Researcher Affiliation Academia 1 CRIPAC, NLPR, Institute of Automation, Chinese Academy of Sciences 2 University of Chinese Academy of Sciences 3 Carnegie Mellon University 4 University of Science and Technology of China 5 CAS Center for Excellence in Brain Science and Intelligence Technology
Pseudocode No The paper describes the model architecture and processes using text and diagrams, but does not include any structured pseudocode or algorithm blocks.
Open Source Code No The paper does not provide any explicit statements about releasing source code for the described methodology, nor does it include links to a code repository.
Open Datasets Yes We evaluate our method on two widely used benchmarks: SBU [Vicente et al., 2016] and UCF [Zhu et al., 2011].
Dataset Splits No The paper states 'we train our models on SBU training set, and evaluate the trained models on SBU testing set and UCF testing set,' but does not explicitly mention a separate validation set or provide details on its split.

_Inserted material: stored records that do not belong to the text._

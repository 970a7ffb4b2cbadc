//! Polygon containment, area, and centroid.
//!
//! Polygons are plain vertex slices, implicitly closed (the last vertex
//! connects back to the first).

use glam::DVec2;

/// Crossing-number point-in-polygon test.
///
/// An edge is counted when it straddles the horizontal line through `p`
/// (half-open in y: one endpoint strictly above, the other at or below) and
/// the crossing lies strictly to the right of `p`. For an axis-aligned
/// rectangle this puts the bottom and left edges inside and the top and right
/// edges outside, so adjacent tiles never both claim a shared boundary point.
///
/// Polygons with fewer than three vertices contain nothing.
pub fn point_in_polygon(p: DVec2, vertices: &[DVec2]) -> bool {
    let n = vertices.len();
    if n < 3 {
        return false;
    }
    let mut inside = false;
    let mut j = n - 1;
    for i in 0..n {
        let a = vertices[i];
        let b = vertices[j];
        if (a.y > p.y) != (b.y > p.y) {
            let x_cross = a.x + (p.y - a.y) * (b.x - a.x) / (b.y - a.y);
            if p.x < x_cross {
                inside = !inside;
            }
        }
        j = i;
    }
    inside
}

/// Shoelace signed area. Positive for counter-clockwise winding.
pub fn signed_area(vertices: &[DVec2]) -> f64 {
    let n = vertices.len();
    if n < 3 {
        return 0.0;
    }
    let mut twice = 0.0;
    for i in 0..n {
        let a = vertices[i];
        let b = vertices[(i + 1) % n];
        twice += a.perp_dot(b);
    }
    twice * 0.5
}

/// Unsigned shoelace area.
pub fn polygon_area(vertices: &[DVec2]) -> f64 {
    signed_area(vertices).abs()
}

/// Area-weighted centroid. Falls back to the vertex mean for degenerate
/// (zero-area) input; `None` when there are no vertices.
pub fn centroid(vertices: &[DVec2]) -> Option<DVec2> {
    if vertices.is_empty() {
        return None;
    }
    let area = signed_area(vertices);
    if area.abs() < f64::EPSILON {
        let sum: DVec2 = vertices.iter().copied().sum();
        return Some(sum / vertices.len() as f64);
    }
    let n = vertices.len();
    let mut acc = DVec2::ZERO;
    for i in 0..n {
        let a = vertices[i];
        let b = vertices[(i + 1) % n];
        acc += (a + b) * a.perp_dot(b);
    }
    Some(acc / (6.0 * area))
}

#[cfg(test)]
mod tests {
    use super::*;

    fn unit_square() -> Vec<DVec2> {
        vec![
            DVec2::new(0.0, 0.0),
            DVec2::new(1.0, 0.0),
            DVec2::new(1.0, 1.0),
            DVec2::new(0.0, 1.0),
        ]
    }

    #[test]
    fn test_unit_square_interior_and_exterior() {
        let sq = unit_square();
        assert!(point_in_polygon(DVec2::new(0.5, 0.5), &sq));
        assert!(point_in_polygon(DVec2::new(0.01, 0.99), &sq));
        assert!(!point_in_polygon(DVec2::new(1.5, 0.5), &sq));
        assert!(!point_in_polygon(DVec2::new(-0.5, 0.5), &sq));
        assert!(!point_in_polygon(DVec2::new(0.5, 1.5), &sq));
        assert!(!point_in_polygon(DVec2::new(0.5, -0.5), &sq));
    }

    #[test]
    fn test_unit_square_boundary_convention() {
        let sq = unit_square();
        // Bottom and left edges are inside.
        assert!(point_in_polygon(DVec2::new(0.0, 0.5), &sq));
        assert!(point_in_polygon(DVec2::new(0.5, 0.0), &sq));
        assert!(point_in_polygon(DVec2::new(0.0, 0.0), &sq));
        // Top and right edges are outside.
        assert!(!point_in_polygon(DVec2::new(1.0, 0.5), &sq));
        assert!(!point_in_polygon(DVec2::new(0.5, 1.0), &sq));
        assert!(!point_in_polygon(DVec2::new(1.0, 1.0), &sq));
    }

    #[test]
    fn test_winding_does_not_matter() {
        let mut sq = unit_square();
        sq.reverse();
        assert!(point_in_polygon(DVec2::new(0.5, 0.5), &sq));
        assert!(!point_in_polygon(DVec2::new(1.5, 0.5), &sq));
    }

    #[test]
    fn test_concave_polygon() {
        // U shape opening upward.
        let u = vec![
            DVec2::new(0.0, 0.0),
            DVec2::new(3.0, 0.0),
            DVec2::new(3.0, 3.0),
            DVec2::new(2.0, 3.0),
            DVec2::new(2.0, 1.0),
            DVec2::new(1.0, 1.0),
            DVec2::new(1.0, 3.0),
            DVec2::new(0.0, 3.0),
        ];
        assert!(point_in_polygon(DVec2::new(0.5, 2.0), &u));
        assert!(point_in_polygon(DVec2::new(2.5, 2.0), &u));
        assert!(!point_in_polygon(DVec2::new(1.5, 2.0), &u), "notch is outside");
    }

    #[test]
    fn test_degenerate_polygons_contain_nothing() {
        assert!(!point_in_polygon(DVec2::ZERO, &[]));
        assert!(!point_in_polygon(DVec2::ZERO, &[DVec2::ZERO]));
        assert!(!point_in_polygon(
            DVec2::new(0.5, 0.5),
            &[DVec2::ZERO, DVec2::ONE]
        ));
    }

    #[test]
    fn test_shoelace_area() {
        let sq = unit_square();
        assert!((signed_area(&sq) - 1.0).abs() < 1e-12);
        let mut cw = sq.clone();
        cw.reverse();
        assert!((signed_area(&cw) + 1.0).abs() < 1e-12);
        assert!((polygon_area(&cw) - 1.0).abs() < 1e-12);
        assert_eq!(polygon_area(&[DVec2::ZERO, DVec2::ONE]), 0.0);
    }

    #[test]
    fn test_centroid() {
        let c = centroid(&unit_square()).expect("non-empty");
        assert!((c - DVec2::splat(0.5)).length() < 1e-12);

        let line = [DVec2::new(0.0, 0.0), DVec2::new(2.0, 0.0)];
        let c = centroid(&line).expect("non-empty");
        assert!((c - DVec2::new(1.0, 0.0)).length() < 1e-12);

        assert!(centroid(&[]).is_none());
    }
}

Hardware Specification No The paper does not provide specific details about the hardware used for running the experiments, such as GPU or CPU models.
Software Dependencies No The paper states 'All our models are trained using Caffe [Jia et al., 2014] as backend,' but does not provide specific version numbers for Caffe or any other software dependencies.
Experiment Setup Yes The hyperparameters, including the initial learning rate, weight decay and momentum, are set to 1e-8, 2e-4 and 0.9, respectively. Our DSPF network is initialized from the trained HED network. And our DC-DSPF is further trained on top of DSPF. The hyper-parameters of DC-DSPF are set to 1e-8, 2e-4 and 0.99 respectively for the initial learning rate, weight decay and momentum. All new convolutional layers are initialized with Gaussian random distribution with fixed mean (0.0) and variance(0.01). We apply random flipping for data augmentation during training.